Mi bebé de madrugada… 
cuando se despertaba reclamando su dosis de mamadera, 
no decía “mamá”. Decía “papá”. 
Porque él se acostumbró que el que llevaba la mamadera todas las madrugadas, era su padre. 
Porque su madre —él no lo sabía— estaba postrada, con rescate de morfina, 
sin poder moverse por el dolor. 
El que él veía… era su padre.

Y después, armando una vida nueva cuando ella partió. 
Coordinando trabajos y agendas a los horarios escolares, 
a los entrenamientos de fútbol, las clases de inglés, de tenis, 
a las mochilas, bocatas y meriendas. Para luego pasar por el super, ir a bañarlos, preparar la cena, etc etc, etc. 

Y todos los etc. que el grueso de los hombres (o mujeres que reciben ayuda de personas o familiares) ni siquiera son conscientes de lo que implica gestionar y sostener la rutina diaria.

Y mientras los escuchaba, entendí que si a ellos les sacás a la mujer que tienen al lado, la rueda no gira igual.

Como también te diré una cosa:

Mira;

Un hombre puede llegar muy lejos, pero sólo si hay alguien que sostiene lo invisible mientras él avanza. 
No escapa mi padre, hermano, cuñado, el grueso de mis amigos y cuanto hombre te cruces en el mundo de los negocios.

Tengo un amigo que viaja por el mundo en su rol profesional. 
Otro que se dedica a la política mientras su mujer cuida a sus hijos y tomó las riendas de la empresa. 
Otro que vive saltando de reunión en reunión, sin preocuparse por quién busca a los chicos.

Y no es juicio. Es realidad.

Porque cuando falta la compañera, como fue mi realidad (elegida conscientemente) sumado a estar en otro país donde no hay familiar alguno, recién ahí podrás comprender lo que de verdad estaba haciendo posible que esa rueda siga girando.
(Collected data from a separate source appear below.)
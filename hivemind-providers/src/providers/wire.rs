//! Shared pieces of the wire codecs: the family selector, the decoded
//! terminal shape, and streaming parser steps.

use serde::{Deserialize, Serialize};
use serde_json::Value;

use crate::error::ProviderError;
use crate::models::{CompletionRequest, FinishReason, ToolCall, ToolChoice, Usage};

/// The two request/response grammars shipped in the catalog. A new
/// provider picks one of these in its descriptor instead of bringing a
/// new codec.
#[derive(Debug, Clone, Copy, PartialEq, Eq, Serialize, Deserialize)]
#[serde(rename_all = "lowercase")]
pub enum WireFamily {
    /// Anthropic messages API shape
    Anthropic,
    /// OpenAI chat-completions shape and its many compatibles
    OpenAi,
}

impl WireFamily {
    pub fn build_body(
        &self,
        request: &CompletionRequest,
        model: &str,
        stream: bool,
    ) -> Result<Vec<u8>, ProviderError> {
        match self {
            WireFamily::Anthropic => super::wire_anthropic::build_body(request, model, stream),
            WireFamily::OpenAi => super::wire_openai::build_body(request, model, stream),
        }
    }

    pub fn parse_response(&self, body: &[u8]) -> Result<FinalStream, ProviderError> {
        match self {
            WireFamily::Anthropic => super::wire_anthropic::parse_response(body),
            WireFamily::OpenAi => super::wire_openai::parse_response(body),
        }
    }

    pub fn stream_parser(&self) -> WireStreamParser {
        match self {
            WireFamily::Anthropic => {
                WireStreamParser::Anthropic(super::wire_anthropic::StreamParser::new())
            }
            WireFamily::OpenAi => {
                WireStreamParser::OpenAi(super::wire_openai::StreamParser::new())
            }
        }
    }
}

/// The assembled terminal element of a completion: everything a wire
/// family can decode before the adapter attaches correlation id,
/// latency, and confidence.
#[derive(Debug, Clone)]
pub struct FinalStream {
    pub response_id: String,
    pub content: String,
    pub tool_calls: Vec<ToolCall>,
    pub finish_reason: FinishReason,
    pub usage: Usage,
}

/// One step of a streaming parse.
#[derive(Debug)]
pub enum StreamStep {
    /// Intermediate text delta to surface as a chunk
    Delta(String),
    /// Wire-level terminator seen; stream is complete
    Finished(FinalStream),
    /// Bookkeeping record, nothing to surface
    Continue,
}

/// Family-dispatched streaming parser.
pub enum WireStreamParser {
    Anthropic(super::wire_anthropic::StreamParser),
    OpenAi(super::wire_openai::StreamParser),
}

impl WireStreamParser {
    pub fn apply(&mut self, raw: &str) -> Result<StreamStep, ProviderError> {
        match self {
            WireStreamParser::Anthropic(parser) => parser.apply(raw),
            WireStreamParser::OpenAi(parser) => parser.apply(raw),
        }
    }

    /// Assemble the terminal element from whatever has accumulated.
    /// Used on `[DONE]` and on end-of-stream without a terminator.
    pub fn take_final(&mut self) -> FinalStream {
        match self {
            WireStreamParser::Anthropic(parser) => parser.take_final(),
            WireStreamParser::OpenAi(parser) => parser.take_final(),
        }
    }
}

/// Tool-choice directives always travel in object form, for both wire
/// families: `auto` and `any` must never be sent as bare strings.
/// `None` (tool use forbidden) returns no directive; callers drop the
/// catalog instead.
pub fn normalize_tool_choice(choice: Option<&ToolChoice>) -> Option<Value> {
    match choice {
        Some(ToolChoice::Auto) | None => Some(serde_json::json!({"type": "auto"})),
        Some(ToolChoice::Any) => Some(serde_json::json!({"type": "any"})),
        Some(ToolChoice::Tool { name }) => {
            Some(serde_json::json!({"type": "tool", "name": name}))
        }
        Some(ToolChoice::None) => None,
    }
}

/// Guarantee a tool schema carries `type: object`, which several
/// providers reject the request without.
pub fn ensure_object_schema(parameters: &Value) -> Value {
    match parameters {
        Value::Object(map) => {
            let mut map = map.clone();
            map.entry("type".to_string())
                .or_insert_with(|| Value::String("object".to_string()));
            Value::Object(map)
        }
        _ => serde_json::json!({"type": "object", "properties": {}}),
    }
}

#[cfg(test)]
mod tests {
    use super::*;
    use serde_json::json;

    #[test]
    fn schema_gains_object_type() {
        let schema = ensure_object_schema(&json!({"properties": {"x": {"type": "number"}}}));
        assert_eq!(schema["type"], "object");
        assert!(schema["properties"]["x"].is_object());
    }

    #[test]
    fn existing_type_is_preserved() {
        let schema = ensure_object_schema(&json!({"type": "object", "required": ["x"]}));
        assert_eq!(schema["required"][0], "x");
    }

    #[test]
    fn non_object_schemas_are_replaced() {
        let schema = ensure_object_schema(&Value::Null);
        assert_eq!(schema, json!({"type": "object", "properties": {}}));
    }

    #[test]
    fn tool_choice_is_always_object_form() {
        assert_eq!(
            normalize_tool_choice(Some(&ToolChoice::Auto)),
            Some(json!({"type": "auto"}))
        );
        assert_eq!(normalize_tool_choice(None), Some(json!({"type": "auto"})));
        assert_eq!(
            normalize_tool_choice(Some(&ToolChoice::Any)),
            Some(json!({"type": "any"}))
        );
        assert_eq!(
            normalize_tool_choice(Some(&ToolChoice::Tool {
                name: "get_weather".to_string()
            })),
            Some(json!({"type": "tool", "name": "get_weather"}))
        );
        assert_eq!(normalize_tool_choice(Some(&ToolChoice::None)), None);
    }
}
Y claro que hay mujeres que tienen una carrera brillante y un hombre que acompaña. 
Esto no va de géneros, va de roles. 
Pero me llamó la atención esa noche, en ese grupo de amigos, la misma constante: 
una compañera guerrera, amorosa, presente, valiente. 
Sosteniendo todo lo que no se ve.

Si fueras mi cliente, te diría esto;


No des por hecho a quien sostiene tu vida sin figurar en LinkedIn. 
Porque el día que no esté, vas a entender cuánto hacía falta.

Moraleja:

Hay una fuerza invisible que sostiene el mundo: el amor silencioso de quien está ahí todos los días. 
Y no sale en las fotos. 
Pero sin eso, no hay foto.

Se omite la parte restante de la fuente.